*** Begin section ***

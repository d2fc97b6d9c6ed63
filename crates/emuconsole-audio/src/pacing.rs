//! Producer/consumer synchronization between the emulation thread and the
//! device callback.
//!
//! After every push the sink predicts how many output bytes will be ready
//! when the device next asks for data, and either throttles the producer,
//! pauses the device, or lets both run.

use std::time::Duration;

use crate::resampler::FRAME_SIZE;

/// Snapshot of the sink state the estimate is computed from.
#[derive(Clone, Copy, Debug)]
pub struct PacingInput {
    /// Bytes waiting in the ring buffer, at the input rate.
    pub available: usize,
    pub input_frequency: u32,
    pub output_frequency: u32,
    pub speed_factor: u32,
    pub secondary_buffer_size: usize,
    pub last_callback_ms: u64,
    pub now_ms: u64,
}

#[derive(Clone, Copy, Debug, PartialEq, Eq)]
pub enum PacingAction {
    /// Producer is ahead: keep the device running and sleep the producer.
    Throttle(Duration),
    /// Producer is behind: stop consumption until the buffer builds up.
    Pause,
    /// Within tolerance: keep the device running.
    Resume,
}

/// Output-rate bytes expected to be consumable at the next device callback.
pub fn estimate_consumable_size(input: &PacingInput) -> usize {
    let out = u64::from(input.output_frequency);
    let divisor = u64::from(input.input_frequency) * u64::from(input.speed_factor);
    if out == 0 || divisor == 0 {
        return 0;
    }

    let current = input.available as u64 * out * 100 / divisor;

    let period_ms = 1000 * (input.secondary_buffer_size / FRAME_SIZE) as u64 / out;
    let expected_cb_ms = input.last_callback_ms + period_ms;

    let mut expected = current;
    if input.now_ms < expected_cb_ms {
        expected += (expected_cb_ms - input.now_ms) * out * FRAME_SIZE as u64 / 1000;
    }
    expected as usize
}

/// Three-way decision on an estimate from [`estimate_consumable_size`].
pub fn decide(
    expected: usize,
    target: usize,
    secondary_buffer_size: usize,
    output_frequency: u32,
) -> PacingAction {
    let out = output_frequency as usize;
    if expected >= target + out / 100 {
        let wait_ms = if out == 0 {
            0
        } else {
            (expected - target) as u64 * 1000 / (FRAME_SIZE * out) as u64
        };
        PacingAction::Throttle(Duration::from_millis(wait_ms))
    } else if expected < secondary_buffer_size {
        PacingAction::Pause
    } else {
        PacingAction::Resume
    }
}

*** End section ***

Copy every record exactly as presented.

repository d2fc97b6d9c6ed63
filename crates/emuconsole-audio/src/pacing.rs
//! Producer/consumer synchronization between the emulation thread and the
//! device callback.
//!
//! After every push the sink predicts how many output bytes will be ready
//! when the device next asks for data, and either throttles the producer,
//! pauses the device, or lets both run.

use std::time::Duration;

use crate::resampler::FRAME_SIZE;

/// Snapshot of the sink state the estimate is computed from.
#[derive(Clone, Copy, Debug)]
pub struct PacingInput {
    /// Bytes waiting in the ring buffer, at the input rate.
    pub available: usize,
    pub input_frequency: u32,
    pub output_frequency: u32,
    pub speed_factor: u32,
    pub secondary_buffer_size: usize,
    pub last_callback_ms: u64,
    pub now_ms: u64,
}

#[derive(Clone, Copy, Debug, PartialEq, Eq)]
pub enum PacingAction {
    /// Producer is ahead: keep the device running and sleep the producer.
    Throttle(Duration),
    /// Producer is behind: stop consumption until the buffer builds up.
    Pause,
    /// Within tolerance: keep the device running.
    Resume,
}

/// Output-rate bytes expected to be consumable at the next device callback.
pub fn estimate_consumable_size(input: &PacingInput) -> usize {
    let out = u64::from(input.output_frequency);
    let divisor = u64::from(input.input_frequency) * u64::from(input.speed_factor);
    if out == 0 || divisor == 0 {
        return 0;
    }

    let current = input.available as u64 * out * 100 / divisor;

    let period_ms = 1000 * (input.secondary_buffer_size / FRAME_SIZE) as u64 / out;
    let expected_cb_ms = input.last_callback_ms + period_ms;

    let mut expected = current;
    if input.now_ms < expected_cb_ms {
        expected += (expected_cb_ms - input.now_ms) * out * FRAME_SIZE as u64 / 1000;
    }
    expected as usize
}

/// Three-way decision on an estimate from [`estimate_consumable_size`].
pub fn decide(
    expected: usize,
    target: usize,
    secondary_buffer_size: usize,
    output_frequency: u32,
) -> PacingAction {
    let out = output_frequency as usize;
    if expected >= target + out / 100 {
        let wait_ms = if out == 0 {
            0
        } else {
            (expected - target) as u64 * 1000 / (FRAME_SIZE * out) as u64
        };
        PacingAction::Throttle(Duration::from_millis(wait_ms))
    } else if expected < secondary_buffer_size {
        PacingAction::Pause
    } else {
        PacingAction::Resume
    }
}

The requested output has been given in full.